On January 28, 2011, Mohamed Soliman stood between protesters and police forces in Ramses Square and screamed “peaceful.”
The next thing he remembers, people around him yelled that a protester had been hurt. He looked around but didn’t find anyone injured. He then felt his body being carried and dragged away.
“I wanted to ask them why they’re carrying me, I wanted to tell them to go find this injured person and help him, but I wasn’t able to speak,” Soliman recalls.
It wasn’t until he could feel the blood on his neck that he realized it was him they were speaking about.
A bullet to his left side and over 150 pellets in his head had caused a brain hemorrhage, damage to the optic nerve and retroperitoneal hemorrhage — an accumulation of blood in the abdominal cavity.
Soliman recalls the events of the “Friday of Anger” shortly after returning from a physiotherapy session. Today, he is well on his way to regaining full mobility. However, he has lost his eyesight.
The 22-year-old student hadn’t initially planned on joining the mass protests on January 25 against police brutality, since he anticipated it would cause a lot of bloodshed.
State media, he says, were showing people handing police officers flowers.
“I thought to myself, Egyptians are a lost cause,” he says.
As he watched the events unfold on other channels, such as Al Jazeera, and followed updates on Facebook, he realized there was a different story.
“I read about some guy who stood in front of an armored vehicle… I was caught up in the bravery and the enthusiasm of it all,” he recalls.
On the morning of January 28, 2011, Soliman told his mother he was joining the protests and left for Friday prayers. He marched from Nasr City to Ramses Square, where the violence started.
He jokes that he did not get to be part of the 18-day action, saying “my revolution only lasted five hours.”
Hundreds of thousands of protesters took to the streets on the “Friday of Anger,” one of the most violent of the 18-day uprising, which ousted Hosni Mubarak. By the end of the day, police forces had withdrawn from the streets and the army was deployed to bring order.
Soliman’s mother, Reda Hassanein, received a phone call at 10 pm from the hospital informing her that her son was in their intensive care unit.
“He was in such bad condition that people were telling me, ‘May he be in God’s hands’ rather than ‘May God heal him,’” she says.
Hassanein says her son was in a coma for a week, and when he finally came through he had trouble remembering and recognizing his family and friends.
His first question when he awoke was, “Is Hosni gone?” Hassanein recalls.
It wasn’t until February that his memory was fully restored.
Soliman says her son’s treatment was supposed to be at the expense of the state. They pleaded with the Armed Forces Hospital in Maadi to admit him, but after they allowed him to stay for a few days, they released him saying nothing more could be done.
A disgruntled military doctor asked Hassanein why they would “bear the brunt, when the police are the ones who did it.”
Soliman was then treated at his own expense until he was flown to Austria, where he stayed for months for treatment and rehabilitation, which the European country paid for.

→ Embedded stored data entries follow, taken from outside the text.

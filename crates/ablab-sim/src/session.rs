//! Session row model
//!
//! One `Session` is one simulated visit to an app store listing:
//! demographic context, one variant assignment per active test, and the
//! sampled outcome. Variant assignment is drawn once and never mutated;
//! outcome fields are computed strictly afterwards.

use crate::catalog::TestKind;
use crate::demographics::{AgeGroup, DeviceType};
use crate::error::DataIntegrityError;
use chrono::{DateTime, Utc};
use serde::Serialize;
use uuid::Uuid;

/// One variant key per active test.
#[derive(Debug, Clone, Copy, PartialEq, Eq, Serialize)]
pub struct VariantAssignment {
    pub icon_design: &'static str,
    pub description: &'static str,
    pub pricing: &'static str,
    pub screenshots: &'static str,
}

impl VariantAssignment {
    /// Assigned variant key for a given test.
    #[must_use]
    pub fn get(&self, kind: TestKind) -> &'static str {
        match kind {
            TestKind::IconDesign => self.icon_design,
            TestKind::DescriptionLength => self.description,
            TestKind::Pricing => self.pricing,
            TestKind::ScreenshotCount => self.screenshots,
        }
    }
}

/// One simulated user session.
#[derive(Debug, Clone, PartialEq, Serialize)]
pub struct Session {
    /// Unique per session
    pub session_id: Uuid,
    /// Not unique; a user may have multiple sessions
    pub user_id: Uuid,
    pub session_date: DateTime<Utc>,
    pub app_name: String,
    pub app_genre: &'static str,
    pub age_group: AgeGroup,
    pub device_type: DeviceType,
    pub country: &'static str,
    pub variants: VariantAssignment,
    /// Seconds spent on the listing page
    pub time_spent_seconds: u32,
    /// Whether the session ended in an install
    pub converted: bool,
    /// Post-install rating; present iff `converted`
    pub rating: Option<f64>,
}

impl Session {
    /// Verify the internal invariants of a generated row.
    ///
    /// Violations indicate a bug in the composition order, not a
    /// recoverable runtime condition.
    pub fn check_consistency(&self) -> Result<(), DataIntegrityError> {
        match (self.converted, self.rating) {
            (false, Some(_)) => Err(DataIntegrityError::RatingWithoutConversion {
                session_id: self.session_id,
            }),
            (true, None) => Err(DataIntegrityError::MissingRating {
                session_id: self.session_id,
            }),
            (true, Some(r)) if !(1.0..=5.0).contains(&r) => {
                Err(DataIntegrityError::RatingOutOfRange {
                    session_id: self.session_id,
                    rating: r,
                })
            }
            _ => Ok(()),
        }
    }
}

He says that he was disconnected from the news back home, and his mother adds that he was in a bad psychological state, refusing to see or talk to anyone. She admits that she had shielded him from any news coming out of Egypt, then governed by the Supreme Council of the Armed Forces (SCAF).
Soliman returned to Egypt to news of the massacre in Port Said in February 2012, which claimed the lives of over 70 football fans.
“This was a wakeup call, it made me realize that SCAF are not the angels I thought they were,” he says.
As the political and security climate has deteriorated in Egypt following the 2011 uprising, many believe the revolution remains unfinished and its goals unmet.
Today, Soliman’s mother believes her son paid a price but received nothing in return.
“I don’t care about the finances of his treatment, I only care about the fact that he sacrificed something but didn’t get what he paid for — bread, freedom and social justice,” she says.
Hassanein says that to this day, no one has been prosecuted for crimes committed during the uprising. Her son paid the price for freedom and still hasn’t received it, she laments.
Soliman however is slightly more optimistic. While he agrees that repression is still rampant, and that the police state is the worst it’s ever been, he still believes that the January 25 uprising managed to achieve one significant goal — eradicating fear.
He acknowledges the crackdown on freedom of expression still exists but proclaims, “even if they arrest one person for speaking their mind, 10 others will come after him and speak… they can’t stop us.”

Three years later, Soliman’s injuries have done little to weaken his resolve. He says he is always begging his mother to join protests but that she vehemently refuses.
“We were able to oust the head of the regime but we still haven’t ousted the regime itself,” he says. “For justice to prevail, the people must fight for their rights and fulfil their duties.”
He likens the youth in Egypt to a “delivery service, trying to deliver the revolution to the people. Around us are thieves — religious fascists and military fascists — trying to steal it.”
But Soliman says he is determined to “deliver” the revolution. “I am willing to die for you to be able to speak your mind, even if we disagree,” he says.
Despite his injuries, Soliman has no regrets.
“If I lived 1,000 times over, I would still do it all over again.”